|
NAME | SYNOPSIS | DESCRIPTION | RETURN VALUE | ERRORS | EXAMPLES | NOTES | SEE ALSO | COLOPHON |
|
|
|
io_uring_re..._bpf_filter(3) liburing Manual io_uring_re..._bpf_filter(3)
io_uring_register_bpf_filter, io_uring_register_bpf_filter_task -
register classic BPF filters for io_uring operations
#include <liburing.h>
#include <liburing/io_uring/bpf_filter.h>
#include <linux/filter.h>
int io_uring_register_bpf_filter(struct io_uring *ring,
struct io_uring_bpf *bpf);
int io_uring_register_bpf_filter_task(struct io_uring_bpf *bpf);
These functions register classic BPF (cBPF) filters to restrict
io_uring operations. Filters can be used to implement security
policies by allowing or denying specific operations based on their
parameters.
io_uring_register_bpf_filter(3) registers a filter on a specific
ring. The filter only applies to operations submitted through
that ring.
io_uring_register_bpf_filter_task(3) registers a filter on the
calling task. The filter applies to all io_uring rings created by
the task after the filter is registered, and is inherited by child
processes created via fork(2). Rings that were created before the
filter was registered are not affected. Task-level filters cannot
be removed and child processes cannot loosen restrictions set by
their parent.
The bpf argument is a pointer to a struct io_uring_bpf with
cmd_type set to IO_URING_BPF_CMD_FILTER. The embedded struct
io_uring_bpf_filter describes the filter to register:
struct io_uring_bpf_filter {
__u32 opcode; /* io_uring opcode to filter */
__u32 flags; /* IO_URING_BPF_FILTER_* */
__u32 filter_len; /* number of BPF instructions */
__u8 pdu_size; /* expected pdu size for opcode */
__u8 resv[3];
__u64 filter_ptr; /* pointer to BPF filter */
__u64 resv2[5];
};
opcode specifies which io_uring operation the filter applies to
(e.g., IORING_OP_SOCKET, IORING_OP_NOP, IORING_OP_READ).
filter_ptr points to an array of filter_len BPF instructions
(struct sock_filter). The filter is executed for each matching
operation and must return non-zero to allow the operation or zero
to deny it (resulting in -EACCES being returned to the
application).
pdu_size specifies the expected size in bytes of the operation-
specific payload data for the given opcode (e.g., the socket or
open structs inside struct io_uring_bpf_ctx).
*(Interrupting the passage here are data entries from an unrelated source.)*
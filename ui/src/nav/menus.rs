/// A dropdown owned by the navigation bar.
///
/// `Resources` is shared by the desktop dropdown and the group inside the
/// mobile panel; both render from the same flag.
#[derive(Debug, Clone, Copy, PartialEq, Eq, Hash)]
pub enum Menu {
    Resources,
    AccountDesktop,
    AccountMobile,
}

impl Menu {
    pub const ALL: [Menu; 3] = [Menu::Resources, Menu::AccountDesktop, Menu::AccountMobile];

    /// Rendered areas where a press counts as inside this menu.
    pub fn regions(self) -> &'static [Region] {
        match self {
            Menu::Resources => &[Region::ResourcesDesktop, Region::ResourcesMobile],
            Menu::AccountDesktop => &[Region::AccountDesktop],
            Menu::AccountMobile => &[Region::AccountMobileButton, Region::AccountMobilePanel],
        }
    }

    /// Whether a press that landed in `region` is inside this menu.
    pub fn covers(self, region: Region) -> bool {
        self.regions().contains(&region)
    }
}

/// A wrapper element the navigation bar tags with a node ref.
#[derive(Debug, Clone, Copy, PartialEq, Eq, Hash)]
pub enum Region {
    /// desktop dropdown, toggle and list
    ResourcesDesktop,
    /// "Public Resources" group inside the mobile panel
    ResourcesMobile,
    AccountDesktop,
    AccountMobileButton,
    /// floating account panel, rendered outside the button's wrapper
    AccountMobilePanel,
}

/// Open/closed flags for every dropdown plus the mobile panel.
///
/// All transitions are total; there is nothing here that can fail.
#[derive(Debug, Clone, Copy, Default, PartialEq, Eq)]
pub struct Menus {
    resources: bool,
    account_desktop: bool,
    account_mobile: bool,
    panel: bool,
}

impl Menus {
    pub fn is_open(&self, menu: Menu) -> bool {
        match menu {
            Menu::Resources => self.resources,
            Menu::AccountDesktop => self.account_desktop,
            Menu::AccountMobile => self.account_mobile,
        }
    }

    fn flag(&mut self, menu: Menu) -> &mut bool {
        match menu {
            Menu::Resources => &mut self.resources,
            Menu::AccountDesktop => &mut self.account_desktop,
            Menu::AccountMobile => &mut self.account_mobile,
        }
    }

    pub fn toggle(&mut self, menu: Menu) {
        let flag = self.flag(menu);
        *flag = !*flag;
    }

    pub fn close(&mut self, menu: Menu) {
        *self.flag(menu) = false;
    }

    pub fn panel_open(&self) -> bool {
        self.panel
    }

    pub fn toggle_panel(&mut self) {
        self.panel = !self.panel;
    }

    /// A link was followed: the mobile panel and every dropdown close.
    pub fn select_link(&mut self) {
        *self = Self::default();
    }

    /// Handles a pointer press somewhere in the document.
    ///
    /// `inside(menu)` reports whether the press landed within that menu's
    /// rendered region. Each open menu is checked on its own; the mobile
    /// panel is unaffected.
    pub fn dismiss_outside(&mut self, inside: impl Fn(Menu) -> bool) {
        for menu in Menu::ALL {
            if self.is_open(menu) && !inside(menu) {
                self.close(menu);
            }
        }
    }
}

#[cfg(test)]
mod tests {
    use super::*;

    #[test]
    fn starts_closed() {
        let menus = Menus::default();
        assert!(Menu::ALL.iter().all(|m| !menus.is_open(*m)));
        assert!(!menus.panel_open());
    }

    #[test]
    fn toggle_flips_only_its_own_flag() {
        for target in Menu::ALL {
            let mut menus = Menus::default();
            menus.toggle(Menu::AccountMobile);
            let before = menus;

            menus.toggle(target);
            for other in Menu::ALL.into_iter().filter(|m| *m != target) {
                assert_eq!(menus.is_open(other), before.is_open(other));
            }
            assert_ne!(menus.is_open(target), before.is_open(target));
            assert_eq!(menus.panel_open(), before.panel_open());

            menus.toggle(target);
            assert_eq!(menus, before);
        }
    }

    #[test]
    fn press_inside_one_menu_closes_the_others() {
        let mut menus = Menus::default();
        for m in Menu::ALL {
            menus.toggle(m);
        }

        menus.dismiss_outside(|m| m == Menu::AccountDesktop);

        assert!(menus.is_open(Menu::AccountDesktop));
        assert!(!menus.is_open(Menu::Resources));
        assert!(!menus.is_open(Menu::AccountMobile));
    }

    #[test]
    fn press_outside_leaves_panel_alone() {
        let mut menus = Menus::default();
        menus.toggle_panel();
        menus.toggle(Menu::Resources);

        menus.dismiss_outside(|_| false);

        assert!(menus.panel_open());
        assert!(!menus.is_open(Menu::Resources));
    }

    #[test]
    fn closed_menus_are_not_consulted() {
        let mut menus = Menus::default();
        menus.toggle(Menu::Resources);

        menus.dismiss_outside(|m| {
            assert_eq!(m, Menu::Resources);
            true
        });
        assert!(menus.is_open(Menu::Resources));
    }

    #[test]
    fn every_region_belongs_to_exactly_one_menu() {
        let all = [
            Region::ResourcesDesktop,
            Region::ResourcesMobile,
            Region::AccountDesktop,
            Region::AccountMobileButton,
            Region::AccountMobilePanel,
        ];
        for region in all {
            let owners = Menu::ALL.iter().filter(|m| m.covers(region)).count();
            assert_eq!(owners, 1, "{region:?}");
        }
    }

    #[test]
    fn press_in_mobile_resources_group_keeps_resources_open() {
        let mut menus = Menus::default();
        menus.toggle_panel();
        menus.toggle(Menu::Resources);

        menus.dismiss_outside(|m| m.covers(Region::ResourcesMobile));

        assert!(menus.is_open(Menu::Resources));
    }

    #[test]
    fn press_on_mobile_account_panel_keeps_it_open() {
        let mut menus = Menus::default();
        menus.toggle(Menu::AccountMobile);
        menus.toggle(Menu::AccountDesktop);

        menus.dismiss_outside(|m| m.covers(Region::AccountMobilePanel));

        assert!(menus.is_open(Menu::AccountMobile));
        assert!(!menus.is_open(Menu::AccountDesktop));
    }

    #[test]
    fn desktop_account_press_does_not_cover_mobile_menu() {
        assert!(!Menu::AccountMobile.covers(Region::AccountDesktop));
        assert!(!Menu::Resources.covers(Region::AccountMobilePanel));
    }

    #[test]
    fn selecting_a_link_closes_everything() {
        let mut menus = Menus::default();
        menus.toggle_panel();
        menus.toggle(Menu::Resources);
        menus.toggle(Menu::AccountMobile);

        menus.select_link();

        assert_eq!(menus, Menus::default());
    }
}
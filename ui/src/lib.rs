use leptos::mount::mount_to_body;
use leptos::prelude::*;
use wasm_bindgen::prelude::wasm_bindgen;

#[wasm_bindgen(start)]
pub fn main() {
    console_error_panic_hook::set_once();
    mount_to_body(|| view! { <App/> });
}

pub mod app;
pub mod components;
pub mod nav;
pub mod pages;
pub mod routes;

pub use crate::app::App;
For opcodes that
have no extra payload, this should be zero. For IORING_OP_SOCKET
this would be 12 (three 4-byte members), and for IORING_OP_OPENAT
and IORING_OP_OPENAT2 this would be 24 (three 8-byte members).
If the application's pdu_size matches the kernel's expected size
for the opcode, registration succeeds. If the sizes differ, the
behavior depends on whether IO_URING_BPF_FILTER_SZ_STRICT is set
in flags:
• If IO_URING_BPF_FILTER_SZ_STRICT is set, registration
fails with -EMSGSIZE if the sizes differ.
• If IO_URING_BPF_FILTER_SZ_STRICT is not set, registration
is allowed if the application's pdu_size is smaller than
the kernel's. This permits older applications that were
compiled against a smaller payload to still load filters,
as the kernel can safely evaluate the filter on the
subset of data the application expects.
• Regardless of IO_URING_BPF_FILTER_SZ_STRICT, registration
always fails with -EMSGSIZE if the application's pdu_size
is larger than the kernel's, since the kernel cannot
provide data that it does not support.
On an -EMSGSIZE failure, the kernel writes back the kernel's
expected pdu_size into the struct io_uring_bpf_filter passed by
the application. This allows the application to discover the
kernel's expected payload size and adjust or retry accordingly.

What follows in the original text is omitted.